Land sailing, also known as 'sand yachting' or 'land yachting', is the act of moving across land in a wheeled vehicle powered by wind through the use of a sail. The term comes from analogy with (water) sailing. Historically, land sailing was used as a mode of transportation or recreation. Since the 1950s, it has evolved primarily into a racing sport.
Vehicles used in sailing are known as sail wagons, sand yachts, or land yachts. They typically have three (sometimes four) wheels and function much like a sailboat, except that they are operated from a sitting or lying position and steered by pedals or hand levers. Land sailing works best in windy flat areas, and races often happen on beaches, airfields, and dry lake beds in desert regions. Modern land sailors, generally known as "pilots", can go three to four times faster than the wind speed. A gust of wind is considered more beneficial in a land sailing race than a favorable windshift. A similar sport, known as ice yachting, is practiced on frozen lakes and rivers. Another variation is the Whike, which combines land sailing with bicycling and can therefore also be used in everyday traffic because it does not fully depend on wind.

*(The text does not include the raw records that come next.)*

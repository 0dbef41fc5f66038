//! Dashboard statistics
//!
//! Counts are gathered concurrently from the entity repositories and cached
//! under `dashboard:stats`. Every recorded mutation drops `dashboard:*`.

use chrono::{DateTime, Utc};
use serde::{Deserialize, Serialize};
use std::sync::Arc;
use std::time::Duration;

use super::error::ServiceResult;
use crate::cache::{CacheLayer, SharedCache};
use crate::db::repositories::{
    AuditLogRepository, ModuleRepository, NoteRepository, PostRepository, UserRepository,
    VideoRepository,
};
use crate::models::{
    AuditFilter, AuditLog, DashboardStats, EntityCounts, ModuleFilter, NoteFilter, PostFilter,
    RuntimeMetrics, UserFilter, VideoFilter, RECENT_ACTIVITY_LIMIT,
};

pub const DASHBOARD_CACHE_KEY: &str = "dashboard:stats";
pub const DASHBOARD_CACHE_PATTERN: &str = "dashboard:*";

/// Database-derived part of the stats, the part worth caching
#[derive(Debug, Clone, Serialize, Deserialize)]
struct Snapshot {
    counts: EntityCounts,
    recent_activity: Vec<AuditLog>,
    generated_at: DateTime<Utc>,
}

/// Repositories the dashboard reads from
#[derive(Clone)]
pub struct DashboardSources {
    pub users: Arc<dyn UserRepository>,
    pub modules: Arc<dyn ModuleRepository>,
    pub videos: Arc<dyn VideoRepository>,
    pub notes: Arc<dyn NoteRepository>,
    pub posts: Arc<dyn PostRepository>,
    pub audit_logs: Arc<dyn AuditLogRepository>,
}

pub struct DashboardService {
    sources: DashboardSources,
    cache: SharedCache,
    cache_ttl: Duration,
}

impl DashboardService {
    pub fn new(sources: DashboardSources, cache: SharedCache, cache_ttl: Duration) -> Self {
        Self {
            sources,
            cache,
            cache_ttl,
        }
    }

    /// Current stats; counts come from the cache while it is warm
    pub async fn stats(&self, runtime: RuntimeMetrics) -> ServiceResult<DashboardStats> {
        let snapshot = match self.cache.get::<Snapshot>(DASHBOARD_CACHE_KEY).await {
            Ok(Some(snapshot)) => snapshot,
            Ok(None) => self.refresh().await?,
            Err(e) => {
                tracing::warn!("Discarding unreadable dashboard cache entry: {:#}", e);
                self.refresh().await?
            }
        };

        Ok(DashboardStats {
            counts: snapshot.counts,
            recent_activity: snapshot.recent_activity,
            uptime_seconds: runtime.uptime_seconds,
            total_requests: runtime.total_requests,
            avg_response_time_ms: runtime.avg_response_time_ms,
            generated_at: snapshot.generated_at,
        })
    }

    async fn refresh(&self) -> ServiceResult<Snapshot> {
        let s = &self.sources;
        let active_users = UserFilter {
            status: Some("active".to_string()),
            ..Default::default()
        };
        let enabled_modules = ModuleFilter { enabled: Some(true) };
        let published_videos = VideoFilter {
            published: Some(true),
            ..Default::default()
        };
        let published_posts = PostFilter {
            status: Some("published".to_string()),
            ..Default::default()
        };
        let all_users = UserFilter::default();
        let all_modules = ModuleFilter::default();
        let all_videos = VideoFilter::default();
        let all_notes = NoteFilter::default();
        let all_posts = PostFilter::default();
        let all_audit = AuditFilter::default();

        let (
            users,
            active_users,
            modules,
            enabled_modules,
            videos,
            published_videos,
            notes,
            posts,
            published_posts,
            audit_logs,
            recent_activity,
        ) = futures::try_join!(
            s.users.count(&all_users),
            s.users.count(&active_users),
            s.modules.count(&all_modules),
            s.modules.count(&enabled_modules),
            s.videos.count(&all_videos),
            s.videos.count(&published_videos),
            s.notes.count(&all_notes),
            s.posts.count(&all_posts),
            s.posts.count(&published_posts),
            s.audit_logs.count(&all_audit),
            s.audit_logs.list(
                &all_audit,
                "created_at DESC, id DESC",
                0,
                RECENT_ACTIVITY_LIMIT
            ),
        )?;

        let snapshot = Snapshot {
            counts: EntityCounts {
                users,
                active_users,
                modules,
                enabled_modules,
                videos,
                published_videos,
                notes,
                posts,
                published_posts,
                audit_logs,
            },
            recent_activity,
            generated_at: Utc::now(),
        };

        if let Err(e) = self.cache.set(DASHBOARD_CACHE_KEY, &snapshot, self.cache_ttl).await {
            tracing::warn!("Failed to cache dashboard stats: {:#}", e);
        }
        tracing::debug!(users, videos, notes, posts, "Dashboard stats refreshed");
        Ok(snapshot)
    }
}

The earliest text describing the Chinese use of mounting masts and sails on large vehicles is the Book of the Golden Hall Master written by the Daoist scholar and crown prince Xiao Yi, who later became Emperor Yuan of Liang (r. 552–554 AD). He wrote that Gaocang Wushu invented a "wind-driven carriage" which was able to carry thirty people at once. There was another built in about 610 for the Emperor Yang of Sui (r. 604–617), as described in the Continuation of the New Discourses on the Talk of the Times.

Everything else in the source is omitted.